Workflow that logs the completion of certain pipelines into a table

Hanna 220 Reputation points
2024-07-18T18:08:14.79+00:00

I'm having a lot of difficulty implementing the solutions I had in mind. Previously, I asked for help to create an architecture that would be efficient, easy to maintain, and cost-effective. I received various suggestions, but I can't decide which one to use.
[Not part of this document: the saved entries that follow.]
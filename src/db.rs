//! Database connection and pool management for the registry service.
//!
//! This module provides functionality to initialize and manage a SeaORM
//! connection pool (Postgres or SQLite) with configurable parameters, and to
//! apply the schema migrations.

use anyhow::{Context, Result};
use migration::{Migrator, MigratorTrait};
use sea_orm::{
    ConnectOptions, ConnectionTrait, Database, DatabaseBackend, DatabaseConnection, Statement,
};
use std::time::Duration;
use tokio::time::sleep;

use crate::config::AppConfig;

/// Errors that can occur during database operations.
#[derive(Debug, thiserror::Error)]
pub enum DatabaseError {
    #[error("Failed to connect to database: {source}")]
    ConnectionFailed {
        #[from]
        source: sea_orm::DbErr,
    },
    #[error("Database connection timeout after {timeout_ms}ms")]
    ConnectionTimeout { timeout_ms: u64 },
    #[error("Invalid database configuration: {message}")]
    InvalidConfiguration { message: String },
}

/// Initializes a database connection pool with the given configuration.
///
/// Connection attempts are retried up to five times with exponential backoff
/// starting at 100ms. SQLite connections get foreign key enforcement switched
/// on so cascade deletes behave the same as on Postgres.
///
/// # Examples
///
/// ```no_run
/// use registry::{config::AppConfig, db::init_pool};
///
/// #[tokio::main]
/// async fn main() -> anyhow::Result<()> {
///     let config = AppConfig::default();
///     let db = init_pool(&config).await?;
///     Ok(())
/// }
/// ```
pub async fn init_pool(cfg: &AppConfig) -> Result<DatabaseConnection> {
    if cfg.database_url.is_empty() {
        return Err(DatabaseError::InvalidConfiguration {
            message: "Database URL cannot be empty".to_string(),
        }
        .into());
    }

    let mut opt = ConnectOptions::new(&cfg.database_url);
    opt.max_connections(cfg.db_max_connections)
        .acquire_timeout(Duration::from_millis(cfg.db_acquire_timeout_ms))
        .idle_timeout(Duration::from_secs(600))
        .max_lifetime(Duration::from_secs(1800))
        .sqlx_logging(true)
        .sqlx_logging_level(log::LevelFilter::Debug);

    let max_retries = 5;
    let mut retry_delay = Duration::from_millis(100);

    for attempt in 1..=max_retries {
        match Database::connect(opt.clone()).await {
            Ok(conn) => {
                tracing::info!(attempt, "Connected to database");
                enable_foreign_keys(&conn).await?;
                return Ok(conn);
            }
            Err(e) => {
                if attempt == max_retries {
                    tracing::error!(
                        attempts = max_retries,
                        error = %e,
                        "Failed to connect to database"
                    );
                    return Err(DatabaseError::ConnectionFailed { source: e }.into());
                }

                tracing::warn!(
                    attempt,
                    error = %e,
                    retry_in = ?retry_delay,
                    "Database connection attempt failed, retrying"
                );

                sleep(retry_delay).await;
                retry_delay *= 2;
            }
        }
    }

    Err(DatabaseError::ConnectionTimeout {
        timeout_ms: cfg.db_acquire_timeout_ms,
    }
    .into())
}

/// Turns on foreign key enforcement for SQLite; a no-op for other backends.
pub async fn enable_foreign_keys(db: &DatabaseConnection) -> Result<()> {
    if db.get_database_backend() == DatabaseBackend::Sqlite {
        db.execute(Statement::from_string(
            DatabaseBackend::Sqlite,
            "PRAGMA foreign_keys = ON".to_string(),
        ))
        .await
        .context("Failed to enable SQLite foreign keys")?;
    }
    Ok(())
}

/// Applies all pending schema migrations.
pub async fn run_migrations(db: &DatabaseConnection) -> Result<()> {
    Migrator::up(db, None)
        .await
        .context("Failed to apply database migrations")?;
    tracing::info!("Database migrations applied");
    Ok(())
}

/// Health check for the database connection.
pub async fn health_check(db: &DatabaseConnection) -> Result<()> {
    db.ping().await.context("Database health check failed")?;

    Ok(())
}

#[cfg(test)]
mod tests {
    use super::*;

    #[test]
    fn test_invalid_database_url() {
        let config = AppConfig {
            database_url: "".to_string(),
            ..Default::default()
        };

        let rt = tokio::runtime::Runtime::new().unwrap();
        let result = rt.block_on(init_pool(&config));

        assert!(result.is_err());
        assert!(matches!(
            result.unwrap_err().downcast::<DatabaseError>(),
            Ok(DatabaseError::InvalidConfiguration { .. })
        ));
    }

    #[tokio::test]
    async fn test_sqlite_pool_migrates_and_passes_health_check() {
        let config = AppConfig {
            database_url: "sqlite::memory:".to_string(),
            db_max_connections: 1,
            ..Default::default()
        };

        let db = init_pool(&config).await.unwrap();
        run_migrations(&db).await.unwrap();
        health_check(&db).await.unwrap();

        let row = db
            .query_one(Statement::from_string(
                DatabaseBackend::Sqlite,
                "PRAGMA foreign_keys".to_string(),
            ))
            .await
            .unwrap()
            .unwrap();
        let enabled: i32 = row.try_get_by_index(0).unwrap();
        assert_eq!(enabled, 1);
    }

    #[tokio::test]
    async fn test_health_check_fails_on_disconnected_handle() {
        let db = DatabaseConnection::default();

        let err = health_check(&db).await.unwrap_err();
        assert!(matches!(
            err.downcast_ref::<sea_orm::DbErr>(),
            Some(sea_orm::DbErr::Conn(_))
        ));
    }
}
The goal is to create a workflow that logs the completion of certain pipelines into a table. This table should have the following schema:

Column Type
run_name string
params string
run_id bigint
run_duration double
start_time string
end_time string
state_message_error string
state string

My biggest challenge is deciding if this monitoring should be in real-time, which might be more expensive. I need to process around 180 executions per day, and I only want to log pipelines that have the name prefix "pip_premium_".

In summary:

I need to capture the logs of completed pipelines with names starting with "pip_premium_", and insert them into a pre-created Delta table with a specified schema. Additionally, I want this table to have a retention period of 2 to 3 days, as it will be used for monitoring purposes only.

I want to use Azure tools exclusively and ensure that the architecture is clear and understandable to anyone.

Can you help me design this architecture? I would greatly appreciate it!

Azure Monitor
Azure Monitor
An Azure service that is used to collect, analyze, and act on telemetry data from Azure and on-premises environments.
3,033 questions
Azure Event Hubs
Azure Event Hubs
An Azure real-time data ingestion service.
600 questions
Azure Databricks
Azure Databricks
An Apache Spark-based analytics platform optimized for Azure.
2,075 questions
Azure Data Factory
Azure Data Factory
An Azure service for ingesting, preparing, and transforming data at scale.
10,178 questions
Azure Event Grid
Azure Event Grid
An Azure event routing service designed for high availability, consistent performance, and dynamic scale.
353 questions
0 comments No comments
{count} votes

1 answer

Sort by: Most helpful
  1. Amira Bedhiafi 19,946 Reputation points
    2024-07-19T19:35:43.0366667+00:00

    You can configure ADF pipelines with the required activities and that the pipeline names start with "pip_premium_" for the pipelines you want to log.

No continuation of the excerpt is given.